Ladies scattering flowers seems to us so inherent to the oriental iconography of women that there is no need to wonder if it means anything else. Some readers of «The Matriarchy in China[1]» may remember that children are like flowers among some southern minorities and think, as I would have thought, that she is a heavenly goddess giving children to human families.

The Goddess in a Buddhist scene

Originally a celestial goddess, she ended up being painted and given to friends as a symbol of good luck and happiness, but her story is much more complicated. As Chen Liu[2] tells us in a brilliant article, that feminine image distributing flowers is indeed a Heavenly Lady, but originally it was part of a much more complex picture, of which a variable number of characters were also part, and in which flowers played the most important role. This is the scene of Bodhisattva Manjusri’[3]s visit to Vimalakirti[4], which was narrated in the so-called Vimalakirti Sutra, translated into Chinese by Kumarajiva and from this language to English[5].

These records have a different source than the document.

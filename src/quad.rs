use glam::{Quat, Vec3};

use crate::buffers::Rgba;
use crate::mesh::QuadMesh;

/// Per-edge half-extent multipliers for one quad; all non-negative.
#[derive(Clone, Copy, Debug, PartialEq)]
pub struct EdgeScale {
    pub left: f32,
    pub right: f32,
    pub up: f32,
    pub down: f32,
}

impl EdgeScale {
    pub const UNIT: Self = Self {
        left: 1.0,
        right: 1.0,
        up: 1.0,
        down: 1.0,
    };
}

/// Appends one camera-facing quad to `mesh`.
///
/// The rectangle is built around the local origin with half-extents
/// `half_size * scale` per edge, wound top-left, bottom-left, bottom-right,
/// top-right so it faces the camera along local -Z, rotated by the camera
/// quaternion and translated to `position`. All four corners carry `color`.
pub fn append_quad(
    mesh: &mut QuadMesh,
    position: Vec3,
    half_size: f32,
    rotation: Quat,
    color: Rgba,
    scale: EdgeScale,
) {
    let left = half_size * scale.left;
    let right = half_size * scale.right;
    let up = half_size * scale.up;
    let down = half_size * scale.down;

    let corners = [
        Vec3::new(-left, up, 0.0),
        Vec3::new(-left, -down, 0.0),
        Vec3::new(right, -down, 0.0),
        Vec3::new(right, up, 0.0),
    ];
    mesh.push_quad(corners.map(|c| rotation * c + position), color);
}

#[cfg(test)]
mod tests {
    use super::*;

    #[test]
    fn unit_scale_yields_a_centered_square() {
        let mut mesh = QuadMesh::new();
        append_quad(
            &mut mesh,
            Vec3::new(5.0, 0.0, -2.0),
            0.5,
            Quat::IDENTITY,
            [1.0; 4],
            EdgeScale::UNIT,
        );
        let p = mesh.positions();
        assert!((p[0] - Vec3::new(4.5, 0.5, -2.0)).length() < 1e-6);
        assert!((p[2] - Vec3::new(5.5, -0.5, -2.0)).length() < 1e-6);
    }

    #[test]
    fn asymmetric_scale_stretches_one_edge_only() {
        let mut mesh = QuadMesh::new();
        append_quad(
            &mut mesh,
            Vec3::ZERO,
            1.0,
            Quat::IDENTITY,
            [1.0; 4],
            EdgeScale {
                left: 3.0,
                ..EdgeScale::UNIT
            },
        );
        let p = mesh.positions();
        assert_eq!(p[0].x, -3.0);
        assert_eq!(p[1].x, -3.0);
        assert_eq!(p[2].x, 1.0);
        assert_eq!(p[0].y, 1.0);
        assert_eq!(p[1].y, -1.0);
    }

    #[test]
    fn rotation_is_applied_about_the_quad_center() {
        let rot = Quat::from_rotation_z(std::f32::consts::FRAC_PI_2);
        let mut mesh = QuadMesh::new();
        append_quad(&mut mesh, Vec3::X, 1.0, rot, [1.0; 4], EdgeScale::UNIT);
        // top-left corner (-1, 1, 0) rotates to (-1, -1, 0) then shifts by +X
        let p = mesh.positions();
        assert!((p[0] - Vec3::new(0.0, -1.0, 0.0)).length() < 1e-6);
    }

    #[test]
    fn all_corners_share_the_color() {
        let mut mesh = QuadMesh::new();
        let color = [0.25, 0.5, 0.75, 1.0];
        append_quad(&mut mesh, Vec3::ZERO, 1.0, Quat::IDENTITY, color, EdgeScale::UNIT);
        assert!(mesh.colors().iter().all(|c| *c == color));
    }
}
use glam::Vec3;

use crate::frustum::PixelRays;

/// A ray closer to the plane than this (by dot product with the normal) is
/// treated as parallel.
const PARALLEL_EPS: f32 = 1e-6;

/// World-space placement of one pixel's quad at the pixel's own depth.
#[derive(Clone, Copy, Debug, PartialEq)]
pub struct PixelFootprint {
    pub position: Vec3,
    /// Half the distance to the horizontally adjacent pixel's intersection
    /// with the same plane; always > 0.
    pub half_size: f32,
}

/// Intersection of the infinite line through `a` and `b` with the plane
/// through `plane_point` with normal `plane_normal`; `None` when the line is
/// parallel to the plane.
pub fn intersect_line_plane(
    a: Vec3,
    b: Vec3,
    plane_point: Vec3,
    plane_normal: Vec3,
) -> Option<Vec3> {
    let dir = b - a;
    let denom = dir.dot(plane_normal);
    if denom.abs() < PARALLEL_EPS {
        return None;
    }
    let t = (plane_point - a).dot(plane_normal) / denom;
    Some(a + dir * t)
}

/// Projects pixel (x, y) at depth `depth` onto the plane perpendicular to the
/// camera's forward axis at that depth, returning the quad center and half
/// footprint size. `None` for degenerate rays or a zero-size footprint (for
/// example depth 0, where the plane passes through the camera).
pub fn project_pixel(rays: &PixelRays, x: u32, y: u32, depth: f32) -> Option<PixelFootprint> {
    let v_center = rays.ray_through(x as f32 + 0.5, y as f32 + 0.5);
    let v_next = rays.ray_through(x as f32 + 1.5, y as f32 + 0.5);

    let origin = rays.origin();
    let forward = rays.forward();
    let plane_point = origin + forward * depth;
    let plane_normal = -forward;

    let position = intersect_line_plane(origin, origin + v_center, plane_point, plane_normal)?;
    let next = intersect_line_plane(origin, origin + v_next, plane_point, plane_normal)?;

    let half_size = position.distance(next) / 2.0;
    if !half_size.is_finite() || half_size <= 0.0 {
        return None;
    }
    Some(PixelFootprint {
        position,
        half_size,
    })
}

#[cfg(test)]
mod tests {
    use super::*;
    use crate::frustum::CameraFrustum;
    use glam::Quat;

    fn unit_camera(width: u32, height: u32) -> PixelRays {
        CameraFrustum::from_fov(
            Vec3::ZERO,
            Quat::IDENTITY,
            std::f32::consts::FRAC_PI_2,
            width as f32 / height as f32,
        )
        .pixel_rays(width, height)
    }

    #[test]
    fn line_plane_intersection_hits_expected_point() {
        let p = intersect_line_plane(
            Vec3::ZERO,
            Vec3::new(0.0, 0.0, -1.0),
            Vec3::new(0.0, 0.0, -5.0),
            Vec3::Z,
        )
        .unwrap();
        assert!((p - Vec3::new(0.0, 0.0, -5.0)).length() < 1e-6);
    }

    #[test]
    fn parallel_line_yields_none() {
        let p = intersect_line_plane(
            Vec3::ZERO,
            Vec3::new(1.0, 0.0, 0.0),
            Vec3::new(0.0, 0.0, -5.0),
            Vec3::Z,
        );
        assert!(p.is_none());
    }

    #[test]
    fn footprint_lies_on_the_depth_plane() {
        let rays = unit_camera(4, 4);
        let fp = project_pixel(&rays, 1, 2, 7.0).unwrap();
        // plane is z = -7 for an identity camera at the origin
        assert!((fp.position.z + 7.0).abs() < 1e-4);
        assert!(fp.half_size > 0.0);
    }

    #[test]
    fn closer_pixels_get_smaller_footprints() {
        let rays = unit_camera(8, 8);
        let near = project_pixel(&rays, 3, 3, 1.0).unwrap();
        let far = project_pixel(&rays, 3, 3, 10.0).unwrap();
        assert!(near.half_size < far.half_size);
        // footprint grows linearly with depth under perspective
        assert!((far.half_size / near.half_size - 10.0).abs() < 1e-3);
    }

    #[test]
    fn zero_depth_is_degenerate() {
        let rays = unit_camera(4, 4);
        assert!(project_pixel(&rays, 0, 0, 0.0).is_none());
    }
}
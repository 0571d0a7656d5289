use crate::error::{PixmeshError, PixmeshResult};

/// Linear RGBA, components in 0..=1.
pub type Rgba = [f32; 4];

/// Row-major per-pixel camera-space depth, larger = farther.
///
/// Row 0 corresponds to the bottom of the captured frame. Immutable once
/// constructed.
#[derive(Clone, Debug)]
pub struct DepthBuffer {
    width: u32,
    height: u32,
    data: Vec<f32>,
}

impl DepthBuffer {
    pub fn new(width: u32, height: u32, data: Vec<f32>) -> PixmeshResult<Self> {
        check_dimensions("depth", width, height, data.len())?;
        Ok(Self {
            width,
            height,
            data,
        })
    }

    pub fn width(&self) -> u32 {
        self.width
    }

    pub fn height(&self) -> u32 {
        self.height
    }

    pub fn pixel_count(&self) -> usize {
        self.data.len()
    }

    pub fn get(&self, x: u32, y: u32) -> f32 {
        self.data[index(self.width, x, y)]
    }

    pub fn as_slice(&self) -> &[f32] {
        &self.data
    }
}

/// RGBA image aligned pixel-for-pixel with a [`DepthBuffer`].
#[derive(Clone, Debug)]
pub struct ColorBuffer {
    width: u32,
    height: u32,
    data: Vec<Rgba>,
}

impl ColorBuffer {
    pub fn new(width: u32, height: u32, data: Vec<Rgba>) -> PixmeshResult<Self> {
        check_dimensions("color", width, height, data.len())?;
        Ok(Self {
            width,
            height,
            data,
        })
    }

    pub fn width(&self) -> u32 {
        self.width
    }

    pub fn height(&self) -> u32 {
        self.height
    }

    pub fn get(&self, x: u32, y: u32) -> Rgba {
        self.data[index(self.width, x, y)]
    }
}

fn index(width: u32, x: u32, y: u32) -> usize {
    y as usize * width as usize + x as usize
}

fn check_dimensions(kind: &str, width: u32, height: u32, len: usize) -> PixmeshResult<()> {
    if width == 0 || height == 0 {
        return Err(PixmeshError::buffer(format!(
            "{kind} buffer dimensions must be > 0, got {width}x{height}"
        )));
    }
    let expected = width as usize * height as usize;
    if len != expected {
        return Err(PixmeshError::buffer(format!(
            "{kind} buffer length {len} does not match {width}x{height} ({expected} pixels)"
        )));
    }
    Ok(())
}
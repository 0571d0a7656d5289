use glam::{Quat, Vec3};

/// World-space corners of the camera's view frame at unit reference distance.
#[derive(Clone, Copy, Debug, PartialEq, serde::Serialize, serde::Deserialize)]
pub struct ViewFrame {
    pub top_left: Vec3,
    pub top_right: Vec3,
    pub bottom_left: Vec3,
    pub bottom_right: Vec3,
}

/// Camera pose plus view-frame corners; everything the projector needs to
/// reconstruct a ray for every pixel. Derived once per pass, never mutated.
#[derive(Clone, Copy, Debug, PartialEq, serde::Serialize, serde::Deserialize)]
pub struct CameraFrustum {
    pub position: Vec3,
    pub rotation: Quat,
    pub frame: ViewFrame,
}

impl CameraFrustum {
    pub fn new(position: Vec3, rotation: Quat, frame: ViewFrame) -> Self {
        Self {
            position,
            rotation,
            frame,
        }
    }

    /// Builds the view frame from a symmetric perspective lens: vertical
    /// field of view in radians and width/height aspect ratio, corners placed
    /// at unit distance along the camera's local -Z.
    pub fn from_fov(position: Vec3, rotation: Quat, fov_y: f32, aspect: f32) -> Self {
        let half_h = (fov_y * 0.5).tan();
        let half_w = half_h * aspect;
        let corner = |x: f32, y: f32| position + rotation * Vec3::new(x, y, -1.0);
        Self {
            position,
            rotation,
            frame: ViewFrame {
                top_left: corner(-half_w, half_h),
                top_right: corner(half_w, half_h),
                bottom_left: corner(-half_w, -half_h),
                bottom_right: corner(half_w, -half_h),
            },
        }
    }

    /// Unit view direction; the camera looks along its local -Z axis.
    pub fn forward(&self) -> Vec3 {
        (self.rotation * Vec3::NEG_Z).normalize()
    }

    /// Derives the per-pixel ray interpolation table for a `width`x`height`
    /// capture. Pixel row 0 sits at the bottom of the frame.
    pub fn pixel_rays(&self, width: u32, height: u32) -> PixelRays {
        let f = &self.frame;
        PixelRays {
            origin: self.position,
            base: f.bottom_left - self.position,
            step_x: (f.top_right - f.top_left) / width as f32,
            step_y: (f.top_right - f.bottom_right) / height as f32,
            forward: self.forward(),
        }
    }
}

/// Interpolated ray table: `base + step_x * x + step_y * y` points through
/// the view frame at fractional pixel coordinates (x, y), pixel centers at
/// half offsets.
#[derive(Clone, Copy, Debug)]
pub struct PixelRays {
    origin: Vec3,
    base: Vec3,
    step_x: Vec3,
    step_y: Vec3,
    forward: Vec3,
}

impl PixelRays {
    pub fn origin(&self) -> Vec3 {
        self.origin
    }

    pub fn forward(&self) -> Vec3 {
        self.forward
    }

    /// Ray direction (not normalized) through fractional pixel (x, y).
    pub fn ray_through(&self, x: f32, y: f32) -> Vec3 {
        self.base + self.step_x * x + self.step_y * y
    }
}
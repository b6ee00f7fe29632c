//! Face localization seam.
//!
//! The matching pipeline only needs axis-aligned face boxes; where they come
//! from is a backend detail behind [`FaceLocator`]. The shipped backend is
//! [`crate::rustface_backend::RustfaceLocator`]; tests inject stubs.

use crate::types::FaceBounds;
use std::path::PathBuf;
use thiserror::Error;

#[derive(Error, Debug)]
pub enum LocatorError {
    #[error("detection model not found: {0} — download seeta_fd_frontal_v1.0.bin from the rustface repository and place it there")]
    ModelNotFound(PathBuf),
    #[error("cannot read detection model {path}: {source}")]
    ModelRead {
        path: PathBuf,
        source: std::io::Error,
    },
    #[error("invalid detection model {path}: {reason}")]
    ModelInvalid { path: PathBuf, reason: String },
}

/// Pluggable face localization backend.
pub trait FaceLocator {
    /// Locate faces in a row-major grayscale buffer of `width` × `height` bytes.
    ///
    /// Infallible by contract: a backend that finds nothing returns an empty
    /// vector, and backend construction (model loading) is where failures
    /// surface.
    fn locate(&self, gray: &[u8], width: u32, height: u32) -> Vec<FaceBounds>;
}
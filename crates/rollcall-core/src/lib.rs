//! rollcall-core — Histogram face descriptors and gallery matching.
//!
//! Locates the dominant face in an intensity raster (SeetaFace via the
//! `rustface` crate), distills the region into a normalized 256-bin
//! intensity-histogram descriptor, and matches descriptors against a
//! labeled gallery with an ambiguity-aware correlation gate.

pub mod extractor;
pub mod gallery;
pub mod locator;
pub mod rustface_backend;
pub mod types;

pub use extractor::FeatureExtractor;
pub use gallery::{load_gallery, GalleryError};
pub use locator::{FaceLocator, LocatorError};
pub use rustface_backend::RustfaceLocator;
pub use types::{
    CorrelationMatcher, FaceBounds, FaceDescriptor, GalleryEntry, MatchPolicy, MatchResult, Matcher,
};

The scene shows how during the mentioned visit[6] of Manjusri and his disciples to Vimalakirti, who have pretended to be sick in order to provoke that meeting, in the middle of their discussions about the Buddhist laws, the Goddess of Heaven makes her appearance and scatters upwards a basket full of flowers. The flowers fall on those gathered. When they fall on the Bodhisattvas, they slide down their bodies and end up on the ground. When they fall on the bodies of the disciples, they remain attached to them, and no matter how hard they try, they cannot be detached.

Flowers symbolize the secular life, the pleasures and beautiful things that this life offers us.

The words of the goddess

Seeing that the disciples keep on striving to take off the flowers without succeeding, the Goddess of Heaven said to Shariputra, one of them:

«Why do you try to take off the flowers?»

«These flowers are not in accordance with the Law,» he replied. «That’s why I’m trying to get rid of them.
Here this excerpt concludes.